Putting the ADD in Addiction
- jasonbrendel36
- Nov 15
- 6 min read
Seven hundred and thirty-five tortillas descending on you from the sky at the same time. What’s your move, cocksucker? I won’t say much, but I will say running is a bad move because they will trip you up. Remaining in place is much better than running. I’ve seen people run. Trust me, I’ve seen people run. It’s not pretty.
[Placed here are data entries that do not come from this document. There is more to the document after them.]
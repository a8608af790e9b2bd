//! Adaptive SA execution loop.

use super::config::AnnealingConfig;
use crate::algorithm::Algorithm;
use crate::error::{Result, UnsupportedProblemError};
use crate::population::Population;
use crate::rng::{index_below, UniformSource};

/// Acceptance ratio above which the step grows.
const WIDEN_ABOVE: f64 = 0.6;
/// Acceptance ratio below which the step shrinks.
const NARROW_BELOW: f64 = 0.4;
/// Ratio distance that maps to the full 3x change.
const RATIO_SCALE: f64 = 0.4;

/// Statistics of one [`AdaptiveSimulatedAnnealing::run`] call.
#[derive(Debug, Clone, PartialEq)]
pub struct AnnealingReport {
    /// Index of the individual the walk started from.
    pub best_index: usize,

    /// Temperature stages executed.
    pub stages: usize,

    /// Objective evaluations of in-bounds proposals.
    pub evaluations: usize,

    /// Proposals rejected without evaluation for leaving the bounds.
    pub out_of_bounds: usize,

    /// Accepted proposals (including improvements).
    pub accepted_moves: usize,

    /// Proposals accepted because they improved the current point.
    pub improving_moves: usize,

    /// Temperature after the last stage.
    pub final_temperature: f64,

    /// Whether the starting individual was replaced.
    pub improved: bool,
}

/// Corana-style simulated annealing with per-component adaptive steps.
///
/// Starts from the population's best individual and walks one continuous
/// component at a time. Each component keeps its own step size, widened
/// when most of its moves are accepted and narrowed when few are, never
/// exceeding the initial range. The temperature follows a geometric
/// schedule from `start_temperature` down to `end_temperature`.
///
/// Only the best individual is ever touched, and only if the walk ends on a
/// strictly better point. Its velocity is then set to the displacement.
///
/// Requires a single-objective, box-constrained problem with at least one
/// continuous component. Integer components are carried along unchanged.
///
/// # References
///
/// - Corana, Marchesi, Martini & Ridella (1987), "Minimizing multimodal
///   functions of continuous variables with the simulated annealing algorithm"
///
/// # Examples
///
/// ```
/// use std::sync::Arc;
/// use u_island::algorithm::Algorithm;
/// use u_island::population::Population;
/// use u_island::problem::FnProblem;
/// use u_island::rng::seeded;
/// use u_island::sa::{AdaptiveSimulatedAnnealing, AnnealingConfig};
///
/// let problem = Arc::new(FnProblem::scalar(vec![-5.0; 3], vec![5.0; 3], |x| {
///     x.iter().map(|v| v * v).sum()
/// }).unwrap());
/// let mut rng = seeded(42);
/// let mut pop = Population::random(problem, 10, &mut rng).unwrap();
/// let before = pop.best().unwrap().fitness()[0];
///
/// let sa = AdaptiveSimulatedAnnealing::new(AnnealingConfig::default()).unwrap();
/// sa.evolve(&mut pop, &mut rng).unwrap();
///
/// assert_eq!(pop.len(), 10);
/// assert!(pop.best().unwrap().fitness()[0] <= before);
/// ```
#[derive(Debug, Clone)]
pub struct AdaptiveSimulatedAnnealing {
    name: String,
    config: AnnealingConfig,
}

impl AdaptiveSimulatedAnnealing {
    /// Identifier used unless [`with_name`](Self::with_name) overrides it.
    pub const DEFAULT_NAME: &'static str = "sa_corana";

    /// Validates `config` and builds the algorithm.
    pub fn new(config: AnnealingConfig) -> Result<Self> {
        config.validate()?;
        Ok(Self {
            name: Self::DEFAULT_NAME.to_string(),
            config,
        })
    }

    /// Overrides the identifier returned by [`Algorithm::id_name`].
    pub fn with_name(mut self, name: impl Into<String>) -> Self {
        self.name = name.into();
        self
    }

    /// The validated configuration.
    pub fn config(&self) -> &AnnealingConfig {
        &self.config
    }

    /// Runs the annealing walk on `population` and reports what happened.
    ///
    /// [`Algorithm::evolve`] is this method with the report discarded.
    pub fn run(&self, population: &mut Population, rng: &mut dyn UniformSource) -> Result<AnnealingReport> {
        let problem = population.problem().clone();
        let continuous = problem.continuous_dimension();
        let stages = self.check_problem(population)?;
        let best_index = population.best_index()?;

        let config = &self.config;
        let lower = problem.lower_bounds();
        let upper = problem.upper_bounds();
        let x0 = population[best_index].decision().to_vec();
        let f0 = population[best_index].fitness().to_vec();

        let cooling = (config.end_temperature / config.start_temperature).powf(1.0 / stages as f64);
        let mut temperature = config.start_temperature;

        let mut current = x0.clone();
        let mut current_fitness = f0.clone();
        let mut candidate = x0.clone();
        let mut step = vec![config.initial_step_range; continuous];
        let mut accepted = vec![0usize; continuous];

        let mut report = AnnealingReport {
            best_index,
            stages,
            evaluations: 0,
            out_of_bounds: 0,
            accepted_moves: 0,
            improving_moves: 0,
            final_temperature: temperature,
            improved: false,
        };

        log::debug!(
            "{}: {} stages from fitness {} on {}",
            self.name,
            stages,
            f0[0],
            problem.name()
        );

        for stage in 0..stages {
            for _ in 0..config.iterations_per_temperature {
                for _ in 0..config.iterations_per_range_adjust {
                    // Sweep all continuous components from a random offset.
                    let mut d = index_below(rng, continuous);
                    for _ in 0..continuous {
                        d = (d + 1) % continuous;

                        let r = 2.0 * rng.next_uniform() - 1.0;
                        candidate[d] = current[d] + r * step[d] * (upper[d] - lower[d]);

                        if candidate[d] > upper[d] || candidate[d] < lower[d] {
                            candidate[d] = current[d];
                            report.out_of_bounds += 1;
                            continue;
                        }

                        let candidate_fitness = problem.objective(&candidate);
                        report.evaluations += 1;

                        let accept = if problem.compare_fitness(&candidate_fitness, &current_fitness) {
                            report.improving_moves += 1;
                            true
                        } else {
                            let probability =
                                ((current_fitness[0] - candidate_fitness[0]).abs() / temperature).exp();
                            rng.next_uniform() < probability
                        };

                        if accept {
                            current[d] = candidate[d];
                            current_fitness = candidate_fitness;
                            accepted[d] += 1;
                            report.accepted_moves += 1;
                        } else {
                            candidate[d] = current[d];
                        }
                    }
                }

                for (s, count) in step.iter_mut().zip(accepted.iter_mut()) {
                    *s = rescale_step(
                        *s,
                        *count,
                        config.iterations_per_range_adjust,
                        config.initial_step_range,
                    );
                    *count = 0;
                }
            }

            temperature *= cooling;
            log::trace!(
                "{}: stage {} done, T = {:.6}, fitness = {}",
                self.name,
                stage,
                temperature,
                current_fitness[0]
            );
        }
        report.final_temperature = temperature;

        if problem.compare_fitness(&current_fitness, &f0) {
            let velocity: Vec<f64> = current.iter().zip(&x0).map(|(new, old)| new - old).collect();
            let slot = population.slot_mut(best_index);
            slot.assign_decision(problem.as_ref(), current);
            slot.set_velocity(velocity)?;
            report.improved = true;
        }

        log::debug!(
            "{}: finished, {} evaluations, {} accepted, improved = {}",
            self.name,
            report.evaluations,
            report.accepted_moves,
            report.improved
        );
        Ok(report)
    }

    /// Checks the problem shape and returns the number of stages.
    fn check_problem(&self, population: &Population) -> std::result::Result<usize, UnsupportedProblemError> {
        let problem = population.problem();
        let algorithm = self.name.clone();
        let continuous = problem.continuous_dimension();

        if continuous == 0 {
            return Err(UnsupportedProblemError::NoContinuousPart { algorithm });
        }
        if problem.constraint_dimension() != 0 {
            return Err(UnsupportedProblemError::Constrained {
                algorithm,
                constraints: problem.constraint_dimension(),
            });
        }
        if problem.fitness_dimension() != 1 {
            return Err(UnsupportedProblemError::MultiObjective {
                algorithm,
                objectives: problem.fitness_dimension(),
            });
        }
        match self.config.stages(continuous) {
            0 => Err(UnsupportedProblemError::InsufficientBudget {
                algorithm,
                budget: self.config.total_iterations,
                per_stage: self.config.iterations_per_stage(continuous),
            }),
            stages => Ok(stages),
        }
    }
}

impl Algorithm for AdaptiveSimulatedAnnealing {
    fn evolve(&self, population: &mut Population, rng: &mut dyn UniformSource) -> Result<()> {
        self.run(population, rng).map(|_| ())
    }

    fn box_clone(&self) -> Box<dyn Algorithm> {
        Box::new(self.clone())
    }

    fn id_name(&self) -> &str {
        &self.name
    }

    fn id_object(&self) -> String {
        let c = &self.config;
        format!(
            "{}[iterations={}, start={}, end={}, per_temperature={}, per_range_adjust={}, range={}]",
            self.name,
            c.total_iterations,
            c.start_temperature,
            c.end_temperature,
            c.iterations_per_temperature,
            c.iterations_per_range_adjust,
            c.initial_step_range
        )
    }
}

/// New step size after `accepted` acceptances in `trials` sweeps.
///
/// Grows up to 3x above a 60% acceptance ratio, shrinks down to 1/3 below
/// 40%, and never exceeds `max`.
fn rescale_step(step: f64, accepted: usize, trials: usize, max: f64) -> f64 {
    let ratio = accepted as f64 / trials as f64;
    let step = if ratio > WIDEN_ABOVE {
        step * (1.0 + 2.0 * (ratio - WIDEN_ABOVE) / RATIO_SCALE)
    } else if ratio < NARROW_BELOW {
        step / (1.0 + 2.0 * (NARROW_BELOW - ratio) / RATIO_SCALE)
    } else {
        step
    };
    step.min(max)
}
Running. What a dumb idea. Running from your problems, running late, just running… why would you ever do any of that? I have a problem now, where… well, I’m not sure if it’s a problem. It’s not a problem. But I do this thing where whenever I see someone running I can’t help but laugh. The serious look of determination just gets me every time. They really think they’re getting somewhere. But they’re running in a circle. They’re always running in a circle. They start from a given point, run one way, and then run back to the point they started at. What in God’s green grace is going on here? Why would anyone do this?
“Well, I’m trying to improve myself.”
Are those two different people? Who is that’s doing the improving and who is that’s being improved? Oh, it’s the same piece of shit? Piece of shit is going to improve piece of shit by brute force? Yeah, good luck with that, Connor. You piece of shit.
Boy I’m real spicy today. Too much mango habanero sauce on my rice last night apparently. That stuff is so good. It’s not as good as the pineapple ginger sauce, but it’s pretty dang good. I fucking hate this café. This place has the worst lighting in all of the Western hemisphere, I swear. They don’t even have lights. There’s just a giant window, and if it’s sunny it’s too hot in here and if it’s not then it’s just a straight up drag of misery pervading the whole godforsaken scene.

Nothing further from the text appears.